A close reading of this passage makes it clear that Hegel's point is NOT that, in contrast to the vulgar empiricist mind which sees only urination, the proper speculative attitude has to choose insemination. The paradox is that the direct choice of insemination is the infallible way to miss it: it is not possible to choose directly the "true meaning", i.e. one HAS to begin by making the "wrong" choice (of urination) - the true speculative meaning emerges only through the repeated reading, as the after-effect (or by-product) of the first, "wrong," reading… and, we may add, Sarah can get her child only after Hagar gets hers.

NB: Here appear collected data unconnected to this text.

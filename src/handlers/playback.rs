//! 재생 세션 핸들러

use crate::protocol::{ControlRequest, ServerMessage, UserIdentity, VideoMetadata};
use crate::state::AppState;
use crate::sync::{PlaybackAction, SyncError, Transport};
use std::sync::Arc;
use std::time::Duration;

/// 영상 세션 참여 처리
pub async fn handle_join_video(
    state: Arc<AppState>,
    connection_id: &str,
    user: &UserIdentity,
    video_id: &str,
    metadata: VideoMetadata,
) {
    let video_id = video_id.trim();
    if video_id.is_empty() {
        reply_error(&state, connection_id, "invalid_video", "videoId must not be empty");
        return;
    }

    state
        .sync
        .join_video_session(video_id, connection_id, user, metadata, &state.hub);
}

/// 영상 세션 나가기 처리
pub async fn handle_leave_video(state: Arc<AppState>, connection_id: &str) {
    state.sync.leave_video_session(connection_id, &state.hub);
}

/// 재생 제어 처리
pub async fn handle_playback_control(
    state: Arc<AppState>,
    connection_id: &str,
    request: &ControlRequest,
) {
    let result = PlaybackAction::try_from(request).and_then(|action| {
        state
            .sync
            .handle_playback_control(connection_id, action, &state.hub)
    });

    match result {
        Ok(_) => {}
        // control_denied 는 서비스가 이미 보냈다
        Err(SyncError::Unauthorized { .. }) => {}
        Err(err) => {
            tracing::warn!(
                connection_id = %connection_id,
                action = %request.action,
                error = %err,
                "Playback control rejected"
            );
            reply_sync_error(&state, connection_id, &err);
        }
    }
}

/// 제어권 양도 처리
pub async fn handle_grant_control(
    state: Arc<AppState>,
    connection_id: &str,
    user: &UserIdentity,
    target_user_id: &str,
) {
    let Some(info) = state.sync.connection(connection_id) else {
        reply_sync_error(
            &state,
            connection_id,
            &SyncError::UnknownConnection(connection_id.to_string()),
        );
        return;
    };

    match state
        .sync
        .grant_control(&info.video_id, target_user_id, &user.user_id)
    {
        Ok(()) => {
            let delivered = state.sync.send_to_user(
                &info.video_id,
                target_user_id,
                &state.hub,
                ServerMessage::ControlGranted {
                    message: format!("{} gave you playback control", user.username),
                    video_id: Some(info.video_id.clone()),
                    granted_by: Some(user.clone()),
                },
            );
            state.hub.emit(
                connection_id,
                ServerMessage::ControlGrantedSuccess {
                    user_id: target_user_id.to_string(),
                },
            );
            tracing::debug!(
                video_id = %info.video_id,
                target = %target_user_id,
                delivered = delivered,
                "Control grant delivered"
            );
        }
        Err(err) => reply_sync_error(&state, connection_id, &err),
    }
}

/// 사용자 음소거/볼륨 변경 처리
pub async fn handle_update_user_state(
    state: Arc<AppState>,
    connection_id: &str,
    is_muted: Option<bool>,
    volume: Option<f64>,
) {
    if let Err(err) = state.sync.update_user_state(connection_id, is_muted, volume) {
        reply_sync_error(&state, connection_id, &err);
    }
}

/// 현재 재생 상태 요청 처리
pub async fn handle_get_state(state: Arc<AppState>, connection_id: &str) {
    match state.sync.playback_state_for(connection_id) {
        Ok(payload) => {
            state
                .hub
                .emit(connection_id, ServerMessage::PlaybackState(payload));
        }
        Err(err) => reply_sync_error(&state, connection_id, &err),
    }
}

/// 참여자 없는 오래된 세션 정리
pub async fn cleanup_idle_sessions(state: Arc<AppState>) {
    let max_age = Duration::from_millis(state.config.session.idle_timeout_ms);
    let deleted = state.sync.cleanup_idle_sessions(max_age);

    if deleted > 0 {
        tracing::info!(deleted_sessions = deleted, "Cleanup completed");
    }
}

fn reply_sync_error(state: &AppState, connection_id: &str, err: &SyncError) {
    reply_error(state, connection_id, err.code(), &err.to_string());
}

fn reply_error(state: &AppState, connection_id: &str, code: &str, message: &str) {
    state
        .hub
        .emit(connection_id, ServerMessage::error(code, message));
}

Where, precisely, is here castration? Prior to Hagar’s entry on the scene, Sarah, the phallic-patriarchal woman, remains barren, infertile, precisely because she is too powerful/phallic; so the opposition is not simply the opposition of Sarah, fully submitted to patriarchal/phallic order, and Hagar, independent and subversive, it is inherent to Sarah herself, her two aspects (phallic arrogance, maternal service). It is Sarah herself who is too powerful, bossy, and had to be humiliated through Hagar in order to get a child and thereby enter patriarchal genealogic order. This castration of hers is signalled through the change of her name, from Sarai to Sarah. Is, however, only Sarah castrated? Is also Abraham not castrated? With Hagar, he is able to conceive a child directly-biologically, but outside the proper genealogy of symbolic lineage; this becomes possible only through the external intervention of God who “visits Sarah” – this gap between symbolic and biologic paternity IS castration.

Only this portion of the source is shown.